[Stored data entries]
▶

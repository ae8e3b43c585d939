//! The exact crawler: seed, then breadth-first search over graph pages
//! with partition-MBR pruning.
//!
//! Soundness rests on two build invariants: a result point's Voronoi MBR
//! is contained in its page's partition MBR, and the Delaunay graph
//! connects the result page to the seed page through pages whose partition
//! MBRs all intersect the query. The crawl therefore prunes only pages
//! disjoint from the query and never adds any other condition.

use std::collections::VecDeque;
use std::time::Instant;

use rustc_hash::FxHashSet;

use crate::geometry::Box3;
use crate::seed::SeedHit;
use crate::storage::meta::MetadataEntry;
use crate::storage::page::decode_page;
use crate::types::{PageId, Result};

use super::stats::QueryStats;
use super::{CrawlOutcome, FlatIndex, MetaCache};

/// Stateless exact range evaluation.
pub struct ExactCrawler;

impl ExactCrawler {
    /// Reports every indexed point inside `query`. `seed_hint` carries the
    /// visited frontier of a preceding overlapping query (moving
    /// workloads); it is probed before the seed index is consulted.
    pub fn run(
        index: &FlatIndex,
        query: &Box3,
        stats: &mut QueryStats,
        seed_hint: &[(PageId, MetadataEntry)],
    ) -> Result<CrawlOutcome> {
        let started = Instant::now();
        let hit = seed_with_hint(index, query, stats, seed_hint)?;
        stats.seeding_time = started.elapsed();

        let crawl_started = Instant::now();
        let mut results = Vec::new();
        let mut visited_list = Vec::new();

        if let Some(hit) = hit {
            let mut meta_cache = MetaCache::new(&index.meta);
            let mut visited: FxHashSet<u32> = FxHashSet::default();
            let mut queue: VecDeque<(PageId, MetadataEntry)> = VecDeque::new();
            visited.insert(hit.page.0);
            queue.push_back((hit.page, hit.entry));

            let mut buf = vec![0u8; index.graph.page_size()];
            while let Some((page, entry)) = queue.pop_front() {
                index.graph.read_page(page, &mut buf)?;
                stats.payload_ios += 1;
                for record in decode_page(&buf)? {
                    if Box3::contains_point(query, &record.coords) {
                        stats.result_points += 1;
                        results.push((record.id, record.coords));
                    } else {
                        stats.useless_points += 1;
                    }
                }
                for &link in &entry.links {
                    if visited.contains(&link.0) {
                        continue;
                    }
                    let neighbour = meta_cache.entry(link, stats)?;
                    if Box3::overlap(query, &neighbour.partition_mbr) {
                        visited.insert(link.0);
                        queue.push_back((link, neighbour));
                    }
                }
                visited_list.push((page, entry));
            }
        }
        stats.crawling_time = crawl_started.elapsed();
        stats.total_time = started.elapsed();
        Ok(CrawlOutcome {
            results,
            visited: visited_list,
        })
    }
}

/// Probes the previous frontier for a page that provably holds a result
/// point, falling back to the seed index. Frontier probes are charged as
/// seeding I/O, like the probes `SeedIndex::seed` itself performs.
pub(crate) fn seed_with_hint(
    index: &FlatIndex,
    query: &Box3,
    stats: &mut QueryStats,
    seed_hint: &[(PageId, MetadataEntry)],
) -> Result<Option<SeedHit>> {
    let mut buf = vec![0u8; index.graph.page_size()];
    for (page, entry) in seed_hint {
        if !Box3::overlap(query, &entry.partition_mbr) {
            continue;
        }
        index.graph.read_page(*page, &mut buf)?;
        stats.seed_ios += 1;
        let records = decode_page(&buf)?;
        if records
            .iter()
            .any(|r| Box3::contains_point(query, &r.coords))
        {
            return Ok(Some(SeedHit {
                page: *page,
                entry: entry.clone(),
            }));
        }
    }
    index.seed.seed(query, &index.graph, stats)
}
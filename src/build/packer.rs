//! Packing Hilbert-ordered vertices into graph pages.
//!
//! Before a page is written, neighbour ids pointing at vertices stored on
//! the same page are elided ("shrinking"); the page must fit its budget
//! with the surviving cross-page links. The FLAT variant packs greedily in
//! arrival order; the HALT variant first partitions each chunk along the
//! induced neighbour graph for better locality.

use rustc_hash::FxHashSet;

use crate::storage::idmap::IdMap;
use crate::storage::page::{self, VertexRecord, PAGE_HEADER_LEN, RECORD_HEADER_LEN};
use crate::primitives::pagefile::PageFile;
use crate::types::{DiasError, Result};

use super::partition;

/// Packing strategy for the graph file.
#[derive(Copy, Clone, Debug, Eq, PartialEq)]
pub enum PackerKind {
    /// Greedy arrival-order packing with shrinking.
    Flat,
    /// Chunk-level graph partitioning before packing.
    Halt,
}

/// Streams sorted vertices into graph pages and the id map.
pub struct PagePacker<'a> {
    kind: PackerKind,
    page_size: usize,
    chunk_size: usize,
    buffer: Vec<VertexRecord>,
    graph: &'a mut PageFile,
    idmap: &'a mut IdMap,
    vertices_written: u64,
}

impl<'a> PagePacker<'a> {
    pub fn new(
        kind: PackerKind,
        chunk_size: usize,
        graph: &'a mut PageFile,
        idmap: &'a mut IdMap,
    ) -> Self {
        let page_size = graph.page_size();
        Self {
            kind,
            page_size,
            chunk_size: chunk_size.max(1),
            buffer: Vec::new(),
            graph,
            idmap,
            vertices_written: 0,
        }
    }

    pub fn push(&mut self, record: VertexRecord) -> Result<()> {
        self.buffer.push(record);
        if self.buffer.len() >= self.chunk_size {
            self.flush_chunk(false)?;
        }
        Ok(())
    }

    /// Flushes the remainder and returns the number of vertices written.
    pub fn finish(mut self) -> Result<u64> {
        self.flush_chunk(true)?;
        Ok(self.vertices_written)
    }

    fn flush_chunk(&mut self, force: bool) -> Result<()> {
        match self.kind {
            PackerKind::Flat => {
                let records = std::mem::take(&mut self.buffer);
                let consumed = self.pack_ordered(&records, force)?;
                // The unfinished tail carries over into the next chunk.
                self.buffer = records[consumed..].to_vec();
            }
            PackerKind::Halt => {
                // HALT works on whole chunks; nothing carries over.
                let records = std::mem::take(&mut self.buffer);
                if records.is_empty() {
                    return Ok(());
                }
                let parts = partition::partition_chunk(&records, self.page_size);
                let mut leftovers: Vec<VertexRecord> = Vec::new();
                for part in parts {
                    let members: Vec<VertexRecord> =
                        part.iter().map(|&i| records[i].clone()).collect();
                    let fitting = self.fitting_prefix(&members)?;
                    self.emit_page(&members[..fitting])?;
                    leftovers.extend_from_slice(&members[fitting..]);
                }
                let consumed = self.pack_ordered(&leftovers, true)?;
                debug_assert_eq!(consumed, leftovers.len());
            }
        }
        Ok(())
    }

    /// Greedy packing in the given order. With `force`, everything is
    /// written; otherwise the last partial page is left to the caller.
    /// Returns how many records were consumed.
    fn pack_ordered(&mut self, records: &[VertexRecord], force: bool) -> Result<usize> {
        let mut start = 0;
        while start < records.len() {
            let end = start + self.fitting_prefix(&records[start..])?;
            if end == records.len() && !force {
                return Ok(start);
            }
            self.emit_page(&records[start..end])?;
            start = end;
        }
        Ok(start)
    }

    /// Length of the longest prefix whose shrunk form fits one page.
    /// A single vertex that cannot fit is a packing invariant violation.
    fn fitting_prefix(&self, records: &[VertexRecord]) -> Result<usize> {
        if records.is_empty() {
            return Ok(0);
        }
        if shrunk_size(&records[..1]) > self.page_size {
            return Err(DiasError::Corruption(format!(
                "vertex {} needs {} bytes shrunk, page size is {}",
                records[0].id,
                shrunk_size(&records[..1]),
                self.page_size
            )));
        }
        let mut end = 1;
        while end < records.len() && shrunk_size(&records[..end + 1]) <= self.page_size {
            end += 1;
        }
        Ok(end)
    }

    /// Shrinks intra-page links, writes the page, and records the id-map
    /// entries for every member vertex.
    fn emit_page(&mut self, records: &[VertexRecord]) -> Result<()> {
        if records.is_empty() {
            return Ok(());
        }
        let members: FxHashSet<u32> = records.iter().map(|r| r.id.0).collect();
        let shrunk: Vec<VertexRecord> = records
            .iter()
            .map(|r| {
                let mut copy = r.clone();
                copy.links.retain(|l| !members.contains(l));
                copy
            })
            .collect();
        let bytes = page::encode_page(&shrunk, self.page_size)?;
        let page_id = self.graph.append_page(&bytes)?;
        for record in records {
            self.idmap.insert(record.id, page_id)?;
        }
        self.vertices_written += records.len() as u64;
        Ok(())
    }
}

/// Serialized size of these records with all intra-group links elided.
pub fn shrunk_size(records: &[VertexRecord]) -> usize {
    let members: FxHashSet<u32> = records.iter().map(|r| r.id.0).collect();
    let mut size = PAGE_HEADER_LEN;
    for record in records {
        size += RECORD_HEADER_LEN;
        size += 4 * record.links.iter().filter(|l| !members.contains(l)).count();
    }
    size
}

◀

Task to complete:
Check each line of the records above for the word "bool" and report how many lines have it, as a number only.

Completed exercise:
2